St. Joseph midwife completes medical mission to Bahamas
Coming face-to-face with the chronic illness, poor living conditions and lack of medical care left in the wake of Hurricane Dorian was an eye-opening experience for Alexandra Black, who recently completed her first medical mission to the Bahamas.
“In my heart, I thought, we don’t know how good we have it,” the Penn State Health St. Joseph certified nurse midwife recalls.
Black spent Sept. 28 through Oct. 5 in Nassau with International Medical Relief, as part of a team that provided medical aid to those devastated by the hurricane. Using a
local church as their base of operations, the team traveled each day to other churches where they would set up clinics and tend to the basic medical needs of the mostly Haitian refugees.
“A lot of the people came to Nassau from where the hurricane hit in Abaco. There was nothing left there,” Black explains, adding that residents had overwhelmed the health system. “Many of them suffer from chronic hypertension and chronic diabetes, living with blood pressure readings like 260/120 and blood sugars in the 400s. Others had leg and fungal infections.”

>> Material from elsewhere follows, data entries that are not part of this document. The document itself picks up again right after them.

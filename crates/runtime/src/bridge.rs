//! Event-loop bridge: keeps the reactor registration in step with what the
//! client is waiting on.
//!
//! After every step the session re-queries the client's interest and re-arms
//! the descriptor watch and the keep-alive timer. The timer guarantees the
//! client runs at least once per reported time budget even with no I/O.

use std::io;
use std::time::Duration;

use tracing::{debug, error, trace};
use zk_protocol::{ErrorCode, Interest};

use crate::client::Deliveries;
use crate::error::Result;
use crate::reactor::KeepAlive;
use crate::session::Session;
use crate::table::{SessionId, Sessions};

/// Conditions reported by the reactor for the session's descriptor.
#[derive(Debug, Clone, Copy, Default, PartialEq, Eq)]
pub struct Readiness {
	pub readable: bool,
	pub writable: bool,
}

impl Readiness {
	pub const READABLE: Readiness = Readiness {
		readable: true,
		writable: false,
	};
	pub const WRITABLE: Readiness = Readiness {
		readable: false,
		writable: true,
	};
	pub const BOTH: Readiness = Readiness {
		readable: true,
		writable: true,
	};

	pub fn interest(self) -> Interest {
		Interest::from_flags(self.readable, self.writable)
	}
}

impl Session {
	/// Re-queries the client's interest and re-arms the reactor.
	///
	/// No-op once the session is closed. When the client has no descriptor
	/// yet, nothing is registered and no timer is started.
	pub fn yield_interest(&mut self) {
		if self.closed {
			return;
		}
		let Some(connection) = self.connection.as_mut() else {
			return;
		};

		self.last_activity = self.reactor.now();
		let query = connection.interest();

		if let Some(fd) = self.polling.take() {
			self.reactor.unregister_fd(fd);
		}

		let query = match query {
			Ok(query) => query,
			Err(rc) => {
				error!(target = "zk.bridge", session = %self.id, rc = %rc, "interest query failed");
				return;
			}
		};

		self.interest = query.interest;
		self.next_timeout = query.timeout;
		self.fd = query.fd;
		let Some(fd) = query.fd else {
			trace!(target = "zk.bridge", session = %self.id, "no descriptor yet");
			return;
		};

		self.reactor.register_fd(fd, query.interest.readable(), query.interest.writable());
		self.polling = Some(fd);
		self.keep_alive
			.get_or_insert_with(KeepAlive::default)
			.arm(self.reactor.as_mut(), query.timeout);

		trace!(
			target = "zk.bridge",
			session = %self.id,
			fd,
			readable = query.interest.readable(),
			writable = query.interest.writable(),
			timeout_ms = query.timeout.as_millis() as u64,
			"interest armed"
		);
	}

	/// Feeds reactor readiness to the client's processing step.
	///
	/// A reactor error is treated as both readable and writable so the client
	/// discovers the failure itself. Callbacks produced by the step are queued;
	/// the caller runs them and then calls [`Session::yield_interest`].
	pub fn process_ready(&mut self, readiness: io::Result<Readiness>) {
		if self.closed {
			return;
		}
		let events = match readiness {
			Ok(readiness) => readiness.interest(),
			Err(err) => {
				debug!(target = "zk.bridge", session = %self.id, error = %err, "reactor reported an error, processing both directions");
				Interest::BOTH
			}
		};
		let Some(connection) = self.connection.as_mut() else {
			return;
		};

		let mut deliveries = Deliveries::default();
		let rc = connection.process(events, &mut deliveries);
		match rc {
			ErrorCode::Ok => {}
			ErrorCode::Nothing => trace!(target = "zk.bridge", session = %self.id, "nothing to process"),
			rc => error!(target = "zk.bridge", session = %self.id, rc = %rc, "process failed"),
		}
		self.deliver(deliveries);
	}

	/// Runs one step for reactor readiness: process, then re-arm.
	pub fn on_io_ready(&mut self, readiness: io::Result<Readiness>) {
		self.process_ready(readiness);
		self.yield_interest();
	}

	/// Handles a keep-alive timer expiry.
	///
	/// If the time budget from the last interest query has elapsed since the
	/// last re-arm, re-query and re-arm. Otherwise re-arm the timer for the
	/// remainder plus one millisecond.
	pub fn on_timer_fire(&mut self) {
		if self.closed || self.connection.is_none() {
			return;
		}
		let now = self.reactor.now();
		let elapsed = now.saturating_duration_since(self.last_activity).as_millis() as u64;
		let budget = self.next_timeout.as_millis() as u64;

		if elapsed >= budget {
			trace!(target = "zk.bridge", session = %self.id, elapsed_ms = elapsed, "time budget spent");
			self.yield_interest();
			return;
		}

		let delay = Duration::from_millis(budget - elapsed + 1);
		self.keep_alive.get_or_insert_with(KeepAlive::default).arm(self.reactor.as_mut(), delay);
		trace!(target = "zk.bridge", session = %self.id, delay_ms = budget - elapsed + 1, "keep-alive re-armed");
	}
}

impl Sessions {
	/// Host entry point for descriptor readiness.
	///
	/// Callbacks produced by processing run before interest is re-queried, so
	/// requests they issue are reflected in the new registration.
	pub fn on_io_ready(&self, id: SessionId, readiness: io::Result<Readiness>) -> Result<()> {
		self.with(id, |session| session.process_ready(readiness))?;
		self.with(id, Session::yield_interest)
	}

	/// Host entry point for keep-alive timer expiry.
	pub fn on_timer_fire(&self, id: SessionId) -> Result<()> {
		self.with(id, Session::on_timer_fire)
	}

	pub fn yield_interest(&self, id: SessionId) -> Result<()> {
		self.with(id, Session::yield_interest)
	}
}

While the team could provide temporary symptomatic relief, many times what the patients were looking for had nothing to do with medicine.
“One woman came with chronic hypertension, but she wanted to talk because her husband passed away in the hurricane. She wasn’t eating. She wasn’t sleeping,” Black says. “Yes, she came to get a checkup, but the more important thing was that we sat, and we listened.”
Although the team’s impact was small in comparison to the work that lies ahead as the islands continue to recover, Black didn’t hesitate when asked if she would return.
“Definitely,” she says. “I would do it again in a heartbeat.”